(Beginning of MATERIAL PROVIDED)

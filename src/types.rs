use crate::error::{Dfr22Error, Result};
use serde::{Deserialize, Serialize};
use std::fmt;

/// Gain value in decibels
pub type GainValue = f64;

/// Mute state
pub type MuteState = bool;

/// Lowest gain the unit reports (the mute floor)
pub const MIN_DB: GainValue = -107.5;

/// Highest gain the unit accepts
pub const MAX_DB: GainValue = 10.0;

/// Unit address tag embedded in every frame
///
/// The wire carries it as a zero-padded three-digit decimal, so only
/// 0 through 999 are representable.
#[derive(Debug, Clone, Copy, PartialEq, Eq, Hash, Serialize, Deserialize)]
#[serde(try_from = "u16", into = "u16")]
pub struct DeviceId(u16);

impl DeviceId {
    /// Create a device id, rejecting values that need more than three digits
    pub fn new(id: u16) -> Result<Self> {
        if id > 999 {
            return Err(Dfr22Error::InvalidDeviceId(id));
        }
        Ok(Self(id))
    }

    /// Numeric value of the id
    pub fn value(&self) -> u16 {
        self.0
    }

    /// Wire form of the id, e.g. `001`
    pub fn tag(&self) -> String {
        format!("{:03}", self.0)
    }
}

impl TryFrom<u16> for DeviceId {
    type Error = Dfr22Error;

    fn try_from(id: u16) -> Result<Self> {
        Self::new(id)
    }
}

impl From<DeviceId> for u16 {
    fn from(id: DeviceId) -> u16 {
        id.0
    }
}

impl fmt::Display for DeviceId {
    fn fmt(&self, f: &mut fmt::Formatter<'_>) -> fmt::Result {
        write!(f, "{:03}", self.0)
    }
}

/// Network location and id of a unit, fixed once the client is initialized
#[derive(Debug, Clone, PartialEq, Eq)]
pub struct DeviceAddress {
    pub host: String,
    pub port: u16,
    pub device_id: DeviceId,
}

impl DeviceAddress {
    /// Validate and build an address
    pub fn new(host: impl Into<String>, port: u16, device_id: DeviceId) -> Result<Self> {
        let host = host.into();
        if host.trim().is_empty() {
            return Err(Dfr22Error::InvalidConfig("host must not be empty".to_string()));
        }
        if port == 0 {
            return Err(Dfr22Error::InvalidConfig("port must be positive".to_string()));
        }
        Ok(Self {
            host,
            port,
            device_id,
        })
    }
}

impl fmt::Display for DeviceAddress {
    fn fmt(&self, f: &mut fmt::Formatter<'_>) -> fmt::Result {
        write!(f, "{}:{} (id {})", self.host, self.port, self.device_id)
    }
}

/// Lifecycle of the client's link to the unit
#[derive(Debug, Clone, Copy, PartialEq, Eq, Serialize, Deserialize)]
pub enum ConnectionState {
    Uninitialized,
    Initialized,
    Connecting,
    Connected,
    Disconnected,
}

impl ConnectionState {
    pub(crate) fn name(&self) -> &'static str {
        match self {
            ConnectionState::Uninitialized => "uninitialized",
            ConnectionState::Initialized => "initialized",
            ConnectionState::Connecting => "connecting",
            ConnectionState::Connected => "connected",
            ConnectionState::Disconnected => "disconnected",
        }
    }
}

/// Socket status reported with every connection-status event
///
/// The numeric codes are the ones host control surfaces key on.
#[derive(Debug, Clone, Copy, PartialEq, Eq, Hash, Serialize, Deserialize)]
pub enum SocketStatus {
    NoConnect,
    Waiting,
    Connected,
    ConnectFailed,
    BrokenRemotely,
    BrokenLocally,
    DnsLookup,
    DnsFailed,
    DnsResolved,
    LinkLost,
    SocketNotExist,
}

impl SocketStatus {
    /// Fixed numeric code of the status
    pub fn code(&self) -> u16 {
        match self {
            SocketStatus::NoConnect => 0,
            SocketStatus::Waiting => 1,
            SocketStatus::Connected => 2,
            SocketStatus::ConnectFailed => 3,
            SocketStatus::BrokenRemotely => 4,
            SocketStatus::BrokenLocally => 5,
            SocketStatus::DnsLookup => 6,
            SocketStatus::DnsFailed => 7,
            SocketStatus::DnsResolved => 8,
            SocketStatus::LinkLost => 9,
            SocketStatus::SocketNotExist => 10,
        }
    }

    /// Whether the status means the link is up
    pub fn is_connected(&self) -> bool {
        matches!(self, SocketStatus::Connected)
    }

    /// Classify an I/O error from an established link
    pub(crate) fn from_io_error(error: &std::io::Error) -> Self {
        use std::io::ErrorKind;

        match error.kind() {
            ErrorKind::ConnectionReset
            | ErrorKind::ConnectionAborted
            | ErrorKind::BrokenPipe
            | ErrorKind::UnexpectedEof => SocketStatus::BrokenRemotely,
            ErrorKind::NotConnected => SocketStatus::SocketNotExist,
            _ => SocketStatus::LinkLost,
        }
    }
}

impl fmt::Display for SocketStatus {
    fn fmt(&self, f: &mut fmt::Formatter<'_>) -> fmt::Result {
        let name = match self {
            SocketStatus::NoConnect => "SOCKET_STATUS_NO_CONNECT",
            SocketStatus::Waiting => "SOCKET_STATUS_WAITING",
            SocketStatus::Connected => "SOCKET_STATUS_CONNECTED",
            SocketStatus::ConnectFailed => "SOCKET_STATUS_CONNECT_FAILED",
            SocketStatus::BrokenRemotely => "SOCKET_STATUS_BROKEN_REMOTELY",
            SocketStatus::BrokenLocally => "SOCKET_STATUS_BROKEN_LOCALLY",
            SocketStatus::DnsLookup => "SOCKET_STATUS_DNS_LOOKUP",
            SocketStatus::DnsFailed => "SOCKET_STATUS_DNS_FAILED",
            SocketStatus::DnsResolved => "SOCKET_STATUS_DNS_RESOLVED",
            SocketStatus::LinkLost => "SOCKET_STATUS_LINK_LOST",
            SocketStatus::SocketNotExist => "SOCKET_STATUS_SOCKET_NOT_EXIST",
        };
        f.write_str(name)
    }
}

/// A gain stage or routing cell on the unit
///
/// Indices are 1-based and the DFR22 has two of everything, so valid
/// indices are 1 and 2. Out-of-range values are accepted here and
/// rejected when the target is turned into a wire token.
#[derive(Debug, Clone, Copy, PartialEq, Eq, Hash, Serialize, Deserialize)]
pub enum Target {
    /// Input channel gain
    Input(u8),
    /// Output channel gain
    Output(u8),
    /// Mix-point gain from an input to an output
    MixPoint { input: u8, output: u8 },
    /// Pre-mix fader for an input channel
    Fader(u8),
}

impl Target {
    /// Map the host surface's channel numbering to a target
    ///
    /// Channels 1 and 2 are the inputs, 3 and 4 the outputs.
    pub fn from_channel_number(channel: u16) -> Result<Self> {
        match channel {
            1 => Ok(Target::Input(1)),
            2 => Ok(Target::Input(2)),
            3 => Ok(Target::Output(1)),
            4 => Ok(Target::Output(2)),
            other => Err(Dfr22Error::InvalidTarget(format!("channel {other}"))),
        }
    }

    /// Key token addressing this target, e.g. `INP001` or `MIX002OUT`
    pub fn key(&self) -> Result<String> {
        match *self {
            Target::Input(n) => Ok(format!("INP{:03}", checked_index(self, n)?)),
            Target::Output(n) => Ok(format!("OUT{:03}", checked_index(self, n)?)),
            Target::MixPoint { input, output } => Ok(format!(
                "MIX{:03}{:03}",
                checked_index(self, input)?,
                checked_index(self, output)?
            )),
            Target::Fader(n) => Ok(format!("MIX{:03}OUT", checked_index(self, n)?)),
        }
    }

    /// Whether the target is an input or output channel
    pub fn is_channel(&self) -> bool {
        matches!(self, Target::Input(_) | Target::Output(_))
    }
}

fn checked_index(target: &Target, index: u8) -> Result<u8> {
    if (1..=2).contains(&index) {
        Ok(index)
    } else {
        Err(Dfr22Error::InvalidTarget(target.to_string()))
    }
}

impl fmt::Display for Target {
    fn fmt(&self, f: &mut fmt::Formatter<'_>) -> fmt::Result {
        match self {
            Target::Input(n) => write!(f, "input {n}"),
            Target::Output(n) => write!(f, "output {n}"),
            Target::MixPoint { input, output } => write!(f, "mix point {input}->{output}"),
            Target::Fader(n) => write!(f, "pre-mix fader {n}"),
        }
    }
}

#[cfg(test)]
mod tests {
    use super::*;

    #[test]
    fn test_device_id_tag_is_zero_padded() {
        assert_eq!(DeviceId::new(1).unwrap().tag(), "001");
        assert_eq!(DeviceId::new(42).unwrap().tag(), "042");
        assert_eq!(DeviceId::new(999).unwrap().to_string(), "999");
        assert!(matches!(DeviceId::new(1000), Err(Dfr22Error::InvalidDeviceId(1000))));
    }

    #[test]
    fn test_address_requires_host_and_port() {
        let id = DeviceId::new(1).unwrap();
        assert!(DeviceAddress::new("10.0.0.5", 2202, id).is_ok());
        assert!(matches!(DeviceAddress::new("", 2202, id), Err(Dfr22Error::InvalidConfig(_))));
        assert!(matches!(DeviceAddress::new("10.0.0.5", 0, id), Err(Dfr22Error::InvalidConfig(_))));
    }

    #[test]
    fn test_target_keys() {
        assert_eq!(Target::Input(1).key().unwrap(), "INP001");
        assert_eq!(Target::Output(2).key().unwrap(), "OUT002");
        assert_eq!(Target::MixPoint { input: 2, output: 1 }.key().unwrap(), "MIX002001");
        assert_eq!(Target::Fader(1).key().unwrap(), "MIX001OUT");
    }

    #[test]
    fn test_target_rejects_out_of_range_indices() {
        assert!(Target::Input(0).key().is_err());
        assert!(Target::Output(3).key().is_err());
        assert!(Target::MixPoint { input: 1, output: 3 }.key().is_err());
        assert!(Target::Fader(0).key().is_err());
    }

    #[test]
    fn test_channel_numbering() {
        assert_eq!(Target::from_channel_number(1).unwrap(), Target::Input(1));
        assert_eq!(Target::from_channel_number(4).unwrap(), Target::Output(2));
        assert!(Target::from_channel_number(0).is_err());
        assert!(Target::from_channel_number(5).is_err());
    }

    #[test]
    fn test_socket_status_codes() {
        assert_eq!(SocketStatus::NoConnect.code(), 0);
        assert_eq!(SocketStatus::Connected.code(), 2);
        assert_eq!(SocketStatus::SocketNotExist.code(), 10);
        assert_eq!(SocketStatus::BrokenRemotely.to_string(), "SOCKET_STATUS_BROKEN_REMOTELY");
    }
}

(End of MATERIAL PROVIDED)

**ACTIVITY:** Would you filter the records and copy out each line containing "three"?

**RESULT OF THIS TASK:**
/// The wire carries it as a zero-padded three-digit decimal, so only
    /// Create a device id, rejecting values that need more than three digits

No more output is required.